RECORDS FOR THIS EXERCISE below:

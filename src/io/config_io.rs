use std::fs;

use crate::io::store::atomic_write;
use crate::io::workspace::{Workspace, WorkspaceError};
use crate::model::config::{ConfigError, WorkspaceConfig};

/// Why `config set` refused a key or value
#[derive(Debug, thiserror::Error)]
pub enum SetError {
    #[error("unknown config key '{0}'")]
    UnknownKey(String),
    #[error("invalid value '{value}' for {key}: expected {expected}")]
    InvalidValue {
        key: String,
        value: String,
        expected: &'static str,
    },
    #[error("resulting config is invalid: {0}")]
    Invalid(#[from] ConfigError),
    #[error(transparent)]
    Workspace(#[from] WorkspaceError),
}

#[derive(Debug, Clone, Copy)]
enum ValueKind {
    Text,
    OptionalText,
    Char,
    Bool,
    Integer,
    List,
}

const KEYS: &[(&str, &str, ValueKind)] = &[
    ("labels", "next_action", ValueKind::Text),
    ("labels", "focus", ValueKind::OptionalText),
    ("labels", "blocking", ValueKind::List),
    ("tags", "parallel", ValueKind::Char),
    ("tags", "sequential", ValueKind::Char),
    ("tags", "header", ValueKind::Text),
    ("tags", "uncheck", ValueKind::Text),
    ("tags", "disable", ValueKind::Char),
    ("tags", "consume_markers", ValueKind::Bool),
    ("schedule", "delay_secs", ValueKind::Integer),
    ("schedule", "hide_future_days", ValueKind::Integer),
];

/// Read the workspace config, returning both the parsed config and the raw
/// toml_edit document for round-trip-safe editing.
pub fn read_config(
    workspace: &Workspace,
) -> Result<(WorkspaceConfig, toml_edit::DocumentMut), WorkspaceError> {
    let path = workspace.config_path();
    let text = fs::read_to_string(&path).map_err(|e| WorkspaceError::ReadError {
        path: path.clone(),
        source: e,
    })?;
    let config: WorkspaceConfig = toml::from_str(&text)?;
    let doc: toml_edit::DocumentMut = text.parse()?;
    Ok((config, doc))
}

/// Write the config document back to disk, preserving formatting.
pub fn write_config(workspace: &Workspace, doc: &toml_edit::DocumentMut) -> Result<(), WorkspaceError> {
    let path = workspace.config_path();
    atomic_write(&path, doc.to_string().as_bytes())
        .map_err(|e| WorkspaceError::WriteError { path, source: e })
}

/// Set `table.key` in the document. An empty value for `labels.focus`
/// removes the key.
pub fn set_value(doc: &mut toml_edit::DocumentMut, key: &str, value: &str) -> Result<(), SetError> {
    let Some((table, field, kind)) = key
        .split_once('.')
        .and_then(|(t, f)| KEYS.iter().find(|(kt, kf, _)| *kt == t && *kf == f))
        .copied()
    else {
        return Err(SetError::UnknownKey(key.to_string()));
    };
    let invalid = |expected| SetError::InvalidValue {
        key: key.to_string(),
        value: value.to_string(),
        expected,
    };

    let item = match kind {
        ValueKind::Text => toml_edit::value(value),
        ValueKind::OptionalText if value.is_empty() => {
            if let Some(t) = doc.get_mut(table).and_then(|t| t.as_table_mut()) {
                t.remove(field);
            }
            return Ok(());
        }
        ValueKind::OptionalText => toml_edit::value(value),
        ValueKind::Char => {
            let mut chars = value.chars();
            match (chars.next(), chars.next()) {
                (Some(c), None) => toml_edit::value(c.to_string()),
                _ => return Err(invalid("a single character")),
            }
        }
        ValueKind::Bool => match value {
            "true" => toml_edit::value(true),
            "false" => toml_edit::value(false),
            _ => return Err(invalid("true or false")),
        },
        ValueKind::Integer => match value.parse::<u32>() {
            Ok(n) => toml_edit::value(i64::from(n)),
            Err(_) => return Err(invalid("a non-negative integer")),
        },
        ValueKind::List => {
            let mut array = toml_edit::Array::new();
            for part in value.split(',').map(str::trim).filter(|p| !p.is_empty()) {
                array.push(part);
            }
            toml_edit::value(array)
        }
    };

    if !doc.contains_key(table) {
        doc[table] = toml_edit::Item::Table(toml_edit::Table::new());
    }
    doc[table][field] = item;
    Ok(())
}

/// Apply one `config set` edit on disk, refusing edits that leave the
/// engine configuration invalid.
pub fn update_config(workspace: &Workspace, key: &str, value: &str) -> Result<WorkspaceConfig, SetError> {
    let (_, mut doc) = read_config(workspace)?;
    set_value(&mut doc, key, value)?;
    let updated: WorkspaceConfig =
        toml::from_str(&doc.to_string()).map_err(WorkspaceError::ConfigParseError)?;
    updated.engine().validate()?;
    write_config(workspace, &doc)?;
    Ok(updated)
}

#[cfg(test)]
mod tests {
    use super::*;
    use crate::io::workspace::init_workspace;
    use tempfile::TempDir;

    fn sample_config() -> &'static str {
        r#"# keep me
[labels]
next_action = "next"   # trailing comment

[schedule]
delay_secs = 10
"#
    }

    #[test]
    fn round_trip_preserves_layout() {
        let tmp = TempDir::new().unwrap();
        let workspace = Workspace::at(tmp.path());
        fs::create_dir_all(&workspace.dir).unwrap();
        fs::write(workspace.config_path(), sample_config()).unwrap();

        let (config, doc) = read_config(&workspace).unwrap();
        assert_eq!(config.labels.next_action, "next");
        write_config(&workspace, &doc).unwrap();
        let written = fs::read_to_string(workspace.config_path()).unwrap();
        assert_eq!(written, sample_config());
    }

    #[test]
    fn set_keeps_comments() {
        let mut doc: toml_edit::DocumentMut = sample_config().parse().unwrap();
        set_value(&mut doc, "labels.focus", "focus").unwrap();
        set_value(&mut doc, "schedule.hide_future_days", "3").unwrap();
        let text = doc.to_string();
        assert!(text.contains("# keep me"));
        assert!(text.contains("focus = \"focus\""));
        let config: WorkspaceConfig = toml::from_str(&text).unwrap();
        assert_eq!(config.schedule.hide_future_days, 3);
        assert_eq!(config.schedule.delay_secs, 10);
    }

    #[test]
    fn set_creates_missing_table_and_lists() {
        let mut doc: toml_edit::DocumentMut = sample_config().parse().unwrap();
        set_value(&mut doc, "labels.blocking", "waiting, someday").unwrap();
        set_value(&mut doc, "tags.parallel", "+").unwrap();
        let config: WorkspaceConfig = toml::from_str(&doc.to_string()).unwrap();
        assert_eq!(config.labels.blocking, vec!["waiting", "someday"]);
        assert_eq!(config.tags.parallel, '+');
    }

    #[test]
    fn empty_focus_removes_key() {
        let mut doc: toml_edit::DocumentMut = sample_config().parse().unwrap();
        set_value(&mut doc, "labels.focus", "focus").unwrap();
        set_value(&mut doc, "labels.focus", "").unwrap();
        let config: WorkspaceConfig = toml::from_str(&doc.to_string()).unwrap();
        assert_eq!(config.labels.focus, None);
    }

    #[test]
    fn rejects_bad_keys_and_values() {
        let mut doc: toml_edit::DocumentMut = sample_config().parse().unwrap();
        assert!(matches!(
            set_value(&mut doc, "labels.colour", "x"),
            Err(SetError::UnknownKey(_))
        ));
        assert!(matches!(
            set_value(&mut doc, "tags.parallel", "=="),
            Err(SetError::InvalidValue { .. })
        ));
        assert!(matches!(
            set_value(&mut doc, "schedule.delay_secs", "-1"),
            Err(SetError::InvalidValue { .. })
        ));
    }

    #[test]
    fn update_refuses_invalid_engine_config() {
        let tmp = TempDir::new().unwrap();
        let workspace = init_workspace(tmp.path()).unwrap();
        let before = fs::read_to_string(workspace.config_path()).unwrap();
        let err = update_config(&workspace, "tags.parallel", "-").unwrap_err();
        assert!(matches!(err, SetError::Invalid(ConfigError::IdenticalSuffixes('-'))));
        assert_eq!(fs::read_to_string(workspace.config_path()).unwrap(), before);

        let updated = update_config(&workspace, "labels.focus", "focus").unwrap();
        assert_eq!(updated.labels.focus.as_deref(), Some("focus"));
    }
}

End of RECORDS FOR THIS EXERCISE.

• PROBLEM STATEMENT:
Would you write the material out again, exactly as given above?

• RESPONSE BOX:
filename src/io/config_io.rs
use std::fs;

use crate::io::store::atomic_write;
use crate::io::workspace::{Workspace, WorkspaceError};
use crate::model::config::{ConfigError, WorkspaceConfig};

/// Why `config set` refused a key or value
#[derive(Debug, thiserror::Error)]
pub enum SetError {
    #[error("unknown config key '{0}'")]
    UnknownKey(String),
    #[error("invalid value '{value}' for {key}: expected {expected}")]
    InvalidValue {
        key: String,
        value: String,
        expected: &'static str,
    },
    #[error("resulting config is invalid: {0}")]
    Invalid(#[from] ConfigError),
    #[error(transparent)]
    Workspace(#[from] WorkspaceError),
}

#[derive(Debug, Clone, Copy)]
enum ValueKind {
    Text,
    OptionalText,
    Char,
    Bool,
    Integer,
    List,
}

const KEYS: &[(&str, &str, ValueKind)] = &[
    ("labels", "next_action", ValueKind::Text),
    ("labels", "focus", ValueKind::OptionalText),
    ("labels", "blocking", ValueKind::List),
    ("tags", "parallel", ValueKind::Char),
    ("tags", "sequential", ValueKind::Char),
    ("tags", "header", ValueKind::Text),
    ("tags", "uncheck", ValueKind::Text),
    ("tags", "disable", ValueKind::Char),
    ("tags", "consume_markers", ValueKind::Bool),
    ("schedule", "delay_secs", ValueKind::Integer),
    ("schedule", "hide_future_days", ValueKind::Integer),
];

/// Read the workspace config, returning both the parsed config and the raw
/// toml_edit document for round-trip-safe editing.
pub fn read_config(
    workspace: &Workspace,
) -> Result<(WorkspaceConfig, toml_edit::DocumentMut), WorkspaceError> {
    let path = workspace.config_path();
    let text = fs::read_to_string(&path).map_err(|e| WorkspaceError::ReadError {
        path: path.clone(),
        source: e,
    })?;
    let config: WorkspaceConfig = toml::from_str(&text)?;
    let doc: toml_edit::DocumentMut = text.parse()?;
    Ok((config, doc))
}

/// Write the config document back to disk, preserving formatting.
pub fn write_config(workspace: &Workspace, doc: &toml_edit::DocumentMut) -> Result<(), WorkspaceError> {
    let path = workspace.config_path();
    atomic_write(&path, doc.to_string().as_bytes())
        .map_err(|e| WorkspaceError::WriteError { path, source: e })
}

/// Set `table.key` in the document. An empty value for `labels.focus`
/// removes the key.
pub fn set_value(doc: &mut toml_edit::DocumentMut, key: &str, value: &str) -> Result<(), SetError> {
    let Some((table, field, kind)) = key
        .split_once('.')
        .and_then(|(t, f)| KEYS.iter().find(|(kt, kf, _)| *kt == t && *kf == f))
        .copied()
    else {
        return Err(SetError::UnknownKey(key.to_string()));
    };
    let invalid = |expected| SetError::InvalidValue {
        key: key.to_string(),
        value: value.to_string(),
        expected,
    };

    let item = match kind {
        ValueKind::Text => toml_edit::value(value),
        ValueKind::OptionalText if value.is_empty() => {
            if let Some(t) = doc.get_mut(table).and_then(|t| t.as_table_mut()) {
                t.remove(field);
            }
            return Ok(());
        }
        ValueKind::OptionalText => toml_edit::value(value),
        ValueKind::Char => {
            let mut chars = value.chars();
            match (chars.next(), chars.next()) {
                (Some(c), None) => toml_edit::value(c.to_string()),
                _ => return Err(invalid("a single character")),
            }
        }
        ValueKind::Bool => match value {
            "true" => toml_edit::value(true),
            "false" => toml_edit::value(false),
            _ => return Err(invalid("true or false")),
        },
        ValueKind::Integer => match value.parse::<u32>() {
            Ok(n) => toml_edit::value(i64::from(n)),
            Err(_) => return Err(invalid("a non-negative integer")),
        },
        ValueKind::List => {
            let mut array = toml_edit::Array::new();
            for part in value.split(',').map(str::trim).filter(|p| !p.is_empty()) {
                array.push(part);
            }
            toml_edit::value(array)
        }
    };

    if !doc.contains_key(table) {
        doc[table] = toml_edit::Item::Table(toml_edit::Table::new());
    }
    doc[table][field] = item;
    Ok(())
}

/// Apply one `config set` edit on disk, refusing edits that leave the
/// engine configuration invalid.
pub fn update_config(workspace: &Workspace, key: &str, value: &str) -> Result<WorkspaceConfig, SetError> {
    let (_, mut doc) = read_config(workspace)?;
    set_value(&mut doc, key, value)?;
    let updated: WorkspaceConfig =
        toml::from_str(&doc.to_string()).map_err(WorkspaceError::ConfigParseError)?;
    updated.engine().validate()?;
    write_config(workspace, &doc)?;
    Ok(updated)
}

#[cfg(test)]
mod tests {
    use super::*;
    use crate::io::workspace::init_workspace;
    use tempfile::TempDir;

    fn sample_config() -> &'static str {
        r#"# keep me
[labels]
next_action = "next"   # trailing comment

[schedule]
delay_secs = 10
"#
    }

    #[test]
    fn round_trip_preserves_layout() {
        let tmp = TempDir::new().unwrap();
        let workspace = Workspace::at(tmp.path());
        fs::create_dir_all(&workspace.dir).unwrap();
        fs::write(workspace.config_path(), sample_config()).unwrap();

        let (config, doc) = read_config(&workspace).unwrap();
        assert_eq!(config.labels.next_action, "next");
        write_config(&workspace, &doc).unwrap();
        let written = fs::read_to_string(workspace.config_path()).unwrap();
        assert_eq!(written, sample_config());
    }

    #[test]
    fn set_keeps_comments() {
        let mut doc: toml_edit::DocumentMut = sample_config().parse().unwrap();
        set_value(&mut doc, "labels.focus", "focus").unwrap();
        set_value(&mut doc, "schedule.hide_future_days", "3").unwrap();
        let text = doc.to_string();
        assert!(text.contains("# keep me"));
        assert!(text.contains("focus = \"focus\""));
        let config: WorkspaceConfig = toml::from_str(&text).unwrap();
        assert_eq!(config.schedule.hide_future_days, 3);
        assert_eq!(config.schedule.delay_secs, 10);
    }

    #[test]
    fn set_creates_missing_table_and_lists() {
        let mut doc: toml_edit::DocumentMut = sample_config().parse().unwrap();
        set_value(&mut doc, "labels.blocking", "waiting, someday").unwrap();
        set_value(&mut doc, "tags.parallel", "+").unwrap();
        let config: WorkspaceConfig = toml::from_str(&doc.to_string()).unwrap();
        assert_eq!(config.labels.blocking, vec!["waiting", "someday"]);
        assert_eq!(config.tags.parallel, '+');
    }

    #[test]
    fn empty_focus_removes_key() {
        let mut doc: toml_edit::DocumentMut = sample_config().parse().unwrap();
        set_value(&mut doc, "labels.focus", "focus").unwrap();
        set_value(&mut doc, "labels.focus", "").unwrap();
        let config: WorkspaceConfig = toml::from_str(&doc.to_string()).unwrap();
        assert_eq!(config.labels.focus, None);
    }

    #[test]
    fn rejects_bad_keys_and_values() {
        let mut doc: toml_edit::DocumentMut = sample_config().parse().unwrap();
        assert!(matches!(
            set_value(&mut doc, "labels.colour", "x"),
            Err(SetError::UnknownKey(_))
        ));
        assert!(matches!(
            set_value(&mut doc, "tags.parallel", "=="),
            Err(SetError::InvalidValue { .. })
        ));
        assert!(matches!(
            set_value(&mut doc, "schedule.delay_secs", "-1"),
            Err(SetError::InvalidValue { .. })
        ));
    }

    #[test]
    fn update_refuses_invalid_engine_config() {
        let tmp = TempDir::new().unwrap();
        let workspace = init_workspace(tmp.path()).unwrap();
        let before = fs::read_to_string(workspace.config_path()).unwrap();
        let err = update_config(&workspace, "tags.parallel", "-").unwrap_err();
        assert!(matches!(err, SetError::Invalid(ConfigError::IdenticalSuffixes('-'))));
        assert_eq!(fs::read_to_string(workspace.config_path()).unwrap(), before);

        let updated = update_config(&workspace, "labels.focus", "focus").unwrap();
        assert_eq!(updated.labels.focus.as_deref(), Some("focus"));
    }
}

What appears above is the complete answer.